> **ACTIVITY**: Lines before the one containing "fn compute_delay(attempt: u32, config: &RetryConfig)" are left out; output the rest of the data exactly, through the final line.

== TASK INPUTS

// SPDX-License-Identifier: PMPL-1.0-or-later
// Copyright (c) 2026 Jonathan D.A. Jewell (hyperpolymath) <jonathan.jewell@open.ac.uk>
//
// Retry policy for token fetch and review-flow invocation.
//
// Classifies errors into Transient / StaleToken (retry), Unsupported /
// HostGone / Permanent (give up). Review prompts are best-effort, so the
// budget is small: one retry by default.

use std::time::Duration;

use reviewkit_core::error::ReviewError;
use reviewkit_core::types::{ErrorClass, ErrorKind};
use reviewkit_core::ReviewConfig;
use tracing::{debug, info, warn};

/// Retry configuration.
#[derive(Debug, Clone)]
pub struct RetryConfig {
    /// Maximum number of retry attempts.
    pub max_retries: u32,
    /// Delay before the first retry; doubles per further attempt.
    pub base_delay: Duration,
    /// Maximum delay between retries.
    pub max_delay: Duration,
}

impl Default for RetryConfig {
    fn default() -> Self {
        Self {
            max_retries: 1,
            base_delay: Duration::from_millis(250),
            max_delay: Duration::from_secs(2),
        }
    }
}

impl From<&ReviewConfig> for RetryConfig {
    fn from(config: &ReviewConfig) -> Self {
        Self {
            max_retries: config.max_retries,
            base_delay: config.retry_delay(),
            ..Default::default()
        }
    }
}

/// Result of evaluating whether to retry.
#[derive(Debug, Clone, Copy, PartialEq, Eq)]
pub enum RetryDecision {
    /// Retry after this delay.
    RetryAfter(Duration),
    /// Do not retry: error is not retryable.
    GiveUp(ErrorClass),
    /// Maximum retries exhausted.
    Exhausted,
}

/// Classify a `ReviewError` into an `ErrorClass` for retry decisions.
pub fn classify_error(err: &ReviewError) -> ErrorClass {
    match err {
        ReviewError::NoHostContext(_) => ErrorClass::HostGone,

        ReviewError::Unsupported(_) | ReviewError::PlatformUnavailable => ErrorClass::Unsupported,

        ReviewError::StaleToken(_) => ErrorClass::StaleToken,

        ReviewError::TokenFetch(_) | ReviewError::FlowInvocation(_) | ReviewError::Bridge(_) => {
            ErrorClass::Transient
        }

        ReviewError::Launch(_)
        | ReviewError::InvalidArgument(_)
        | ReviewError::Config(_)
        | ReviewError::Serialization(_) => ErrorClass::Permanent,

        ReviewError::Io(io_err) => match io_err.kind() {
            std::io::ErrorKind::TimedOut
            | std::io::ErrorKind::ConnectionRefused
            | std::io::ErrorKind::ConnectionReset
            | std::io::ErrorKind::ConnectionAborted
            | std::io::ErrorKind::Interrupted => ErrorClass::Transient,
            _ => ErrorClass::Permanent,
        },
    }
}

/// Boundary kind for an error class that gave up, given the operation that
/// failed (`fallback` is the kind for plain transient failures).
pub fn kind_for(class: ErrorClass, fallback: ErrorKind) -> ErrorKind {
    match class {
        ErrorClass::HostGone => ErrorKind::NoHostContext,
        ErrorClass::Unsupported => ErrorKind::CapabilityUnsupported,
        ErrorClass::Transient | ErrorClass::StaleToken | ErrorClass::Permanent => fallback,
    }
}

/// Decide whether to retry based on the error class and attempt count.
pub fn should_retry(err: &ReviewError, attempt: u32, config: &RetryConfig) -> RetryDecision {
    let class = classify_error(err);

    match class {
        ErrorClass::Unsupported | ErrorClass::HostGone | ErrorClass::Permanent => {
            info!(?class, "not retrying");
            RetryDecision::GiveUp(class)
        }
        ErrorClass::Transient | ErrorClass::StaleToken => {
            if attempt >= config.max_retries {
                warn!(attempt, max = config.max_retries, "retry limit exhausted");
                RetryDecision::Exhausted
            } else {
                let delay = compute_delay(attempt, config);
                debug!(attempt, delay_ms = delay.as_millis(), "scheduling retry");
                RetryDecision::RetryAfter(delay)
            }
        }
    }
}

/// delay = min(base * 2^attempt, max_delay)
fn compute_delay(attempt: u32, config: &RetryConfig) -> Duration {
    let base_ms = config.base_delay.as_millis() as u64;
    let exp_ms = base_ms.saturating_mul(1u64 << attempt.min(10));
    Duration::from_millis(exp_ms.min(config.max_delay.as_millis() as u64))
}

====

> **WRITTEN SOLUTION**:
fn compute_delay(attempt: u32, config: &RetryConfig) -> Duration {
    let base_ms = config.base_delay.as_millis() as u64;
    let exp_ms = base_ms.saturating_mul(1u64 << attempt.min(10));
    Duration::from_millis(exp_ms.min(config.max_delay.as_millis() as u64))
}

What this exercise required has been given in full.